## The task
In full and without change, retype the records.

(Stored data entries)
-- Opening Marker --

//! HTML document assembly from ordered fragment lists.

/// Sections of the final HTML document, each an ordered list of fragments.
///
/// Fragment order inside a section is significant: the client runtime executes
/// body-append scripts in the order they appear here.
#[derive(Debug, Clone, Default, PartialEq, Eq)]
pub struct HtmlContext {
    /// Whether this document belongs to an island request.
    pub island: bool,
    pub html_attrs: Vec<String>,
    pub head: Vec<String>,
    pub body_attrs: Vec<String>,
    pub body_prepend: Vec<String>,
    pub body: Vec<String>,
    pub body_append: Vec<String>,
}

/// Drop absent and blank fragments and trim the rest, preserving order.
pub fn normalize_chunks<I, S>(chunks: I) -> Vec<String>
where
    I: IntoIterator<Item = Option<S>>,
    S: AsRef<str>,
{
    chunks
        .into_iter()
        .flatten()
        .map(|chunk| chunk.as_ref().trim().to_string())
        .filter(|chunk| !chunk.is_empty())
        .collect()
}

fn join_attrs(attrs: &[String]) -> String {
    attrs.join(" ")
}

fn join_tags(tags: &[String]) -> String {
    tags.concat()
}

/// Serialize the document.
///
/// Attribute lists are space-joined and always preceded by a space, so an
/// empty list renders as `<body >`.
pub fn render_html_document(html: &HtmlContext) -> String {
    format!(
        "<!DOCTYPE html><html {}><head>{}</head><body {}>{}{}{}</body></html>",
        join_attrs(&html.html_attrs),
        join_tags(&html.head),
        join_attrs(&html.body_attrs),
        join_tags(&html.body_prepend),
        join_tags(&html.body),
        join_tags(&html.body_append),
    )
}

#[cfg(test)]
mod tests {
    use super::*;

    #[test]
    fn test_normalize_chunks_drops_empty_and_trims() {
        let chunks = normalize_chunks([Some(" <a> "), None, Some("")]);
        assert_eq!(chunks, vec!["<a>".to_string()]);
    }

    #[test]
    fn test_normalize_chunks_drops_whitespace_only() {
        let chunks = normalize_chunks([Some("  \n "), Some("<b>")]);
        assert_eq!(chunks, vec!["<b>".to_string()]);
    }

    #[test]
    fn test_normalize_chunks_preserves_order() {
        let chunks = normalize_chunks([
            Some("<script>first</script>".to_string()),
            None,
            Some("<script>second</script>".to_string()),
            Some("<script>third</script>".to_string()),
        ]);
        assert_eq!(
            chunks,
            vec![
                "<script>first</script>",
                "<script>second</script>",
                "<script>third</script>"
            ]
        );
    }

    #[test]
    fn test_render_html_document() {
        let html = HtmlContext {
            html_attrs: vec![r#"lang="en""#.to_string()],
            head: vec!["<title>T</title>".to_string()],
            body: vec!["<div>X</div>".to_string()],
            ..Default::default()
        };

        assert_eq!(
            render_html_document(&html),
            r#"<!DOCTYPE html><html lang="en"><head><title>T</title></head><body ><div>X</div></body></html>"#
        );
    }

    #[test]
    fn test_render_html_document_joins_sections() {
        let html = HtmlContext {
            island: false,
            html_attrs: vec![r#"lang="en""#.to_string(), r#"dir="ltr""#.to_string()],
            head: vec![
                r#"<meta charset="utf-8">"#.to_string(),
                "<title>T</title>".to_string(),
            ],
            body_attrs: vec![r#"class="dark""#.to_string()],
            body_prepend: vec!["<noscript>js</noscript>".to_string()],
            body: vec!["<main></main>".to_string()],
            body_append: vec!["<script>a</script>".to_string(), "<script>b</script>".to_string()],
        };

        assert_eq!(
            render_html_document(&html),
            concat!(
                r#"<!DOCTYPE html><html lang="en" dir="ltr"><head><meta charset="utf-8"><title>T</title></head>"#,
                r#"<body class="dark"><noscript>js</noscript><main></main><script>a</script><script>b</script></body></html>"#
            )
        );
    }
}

-- Closing Marker --

## Result of this task
//! HTML document assembly from ordered fragment lists.

/// Sections of the final HTML document, each an ordered list of fragments.
///
/// Fragment order inside a section is significant: the client runtime executes
/// body-append scripts in the order they appear here.
#[derive(Debug, Clone, Default, PartialEq, Eq)]
pub struct HtmlContext {
    /// Whether this document belongs to an island request.
    pub island: bool,
    pub html_attrs: Vec<String>,
    pub head: Vec<String>,
    pub body_attrs: Vec<String>,
    pub body_prepend: Vec<String>,
    pub body: Vec<String>,
    pub body_append: Vec<String>,
}

/// Drop absent and blank fragments and trim the rest, preserving order.
pub fn normalize_chunks<I, S>(chunks: I) -> Vec<String>
where
    I: IntoIterator<Item = Option<S>>,
    S: AsRef<str>,
{
    chunks
        .into_iter()
        .flatten()
        .map(|chunk| chunk.as_ref().trim().to_string())
        .filter(|chunk| !chunk.is_empty())
        .collect()
}

fn join_attrs(attrs: &[String]) -> String {
    attrs.join(" ")
}

fn join_tags(tags: &[String]) -> String {
    tags.concat()
}

/// Serialize the document.
///
/// Attribute lists are space-joined and always preceded by a space, so an
/// empty list renders as `<body >`.
pub fn render_html_document(html: &HtmlContext) -> String {
    format!(
        "<!DOCTYPE html><html {}><head>{}</head><body {}>{}{}{}</body></html>",
        join_attrs(&html.html_attrs),
        join_tags(&html.head),
        join_attrs(&html.body_attrs),
        join_tags(&html.body_prepend),
        join_tags(&html.body),
        join_tags(&html.body_append),
    )
}

#[cfg(test)]
mod tests {
    use super::*;

    #[test]
    fn test_normalize_chunks_drops_empty_and_trims() {
        let chunks = normalize_chunks([Some(" <a> "), None, Some("")]);
        assert_eq!(chunks, vec!["<a>".to_string()]);
    }

    #[test]
    fn test_normalize_chunks_drops_whitespace_only() {
        let chunks = normalize_chunks([Some("  \n "), Some("<b>")]);
        assert_eq!(chunks, vec!["<b>".to_string()]);
    }

    #[test]
    fn test_normalize_chunks_preserves_order() {
        let chunks = normalize_chunks([
            Some("<script>first</script>".to_string()),
            None,
            Some("<script>second</script>".to_string()),
            Some("<script>third</script>".to_string()),
        ]);
        assert_eq!(
            chunks,
            vec![
                "<script>first</script>",
                "<script>second</script>",
                "<script>third</script>"
            ]
        );
    }

    #[test]
    fn test_render_html_document() {
        let html = HtmlContext {
            html_attrs: vec![r#"lang="en""#.to_string()],
            head: vec!["<title>T</title>".to_string()],
            body: vec!["<div>X</div>".to_string()],
            ..Default::default()
        };

        assert_eq!(
            render_html_document(&html),
            r#"<!DOCTYPE html><html lang="en"><head><title>T</title></head><body ><div>X</div></body></html>"#
        );
    }

    #[test]
    fn test_render_html_document_joins_sections() {
        let html = HtmlContext {
            island: false,
            html_attrs: vec![r#"lang="en""#.to_string(), r#"dir="ltr""#.to_string()],
            head: vec![
                r#"<meta charset="utf-8">"#.to_string(),
                "<title>T</title>".to_string(),
            ],
            body_attrs: vec![r#"class="dark""#.to_string()],
            body_prepend: vec!["<noscript>js</noscript>".to_string()],
            body: vec!["<main></main>".to_string()],
            body_append: vec!["<script>a</script>".to_string(), "<script>b</script>".to_string()],
        };

        assert_eq!(
            render_html_document(&html),
            concat!(
                r#"<!DOCTYPE html><html lang="en" dir="ltr"><head><meta charset="utf-8"><title>T</title></head>"#,
                r#"<body class="dark"><noscript>js</noscript><main></main><script>a</script><script>b</script></body></html>"#
            )
        );
    }
}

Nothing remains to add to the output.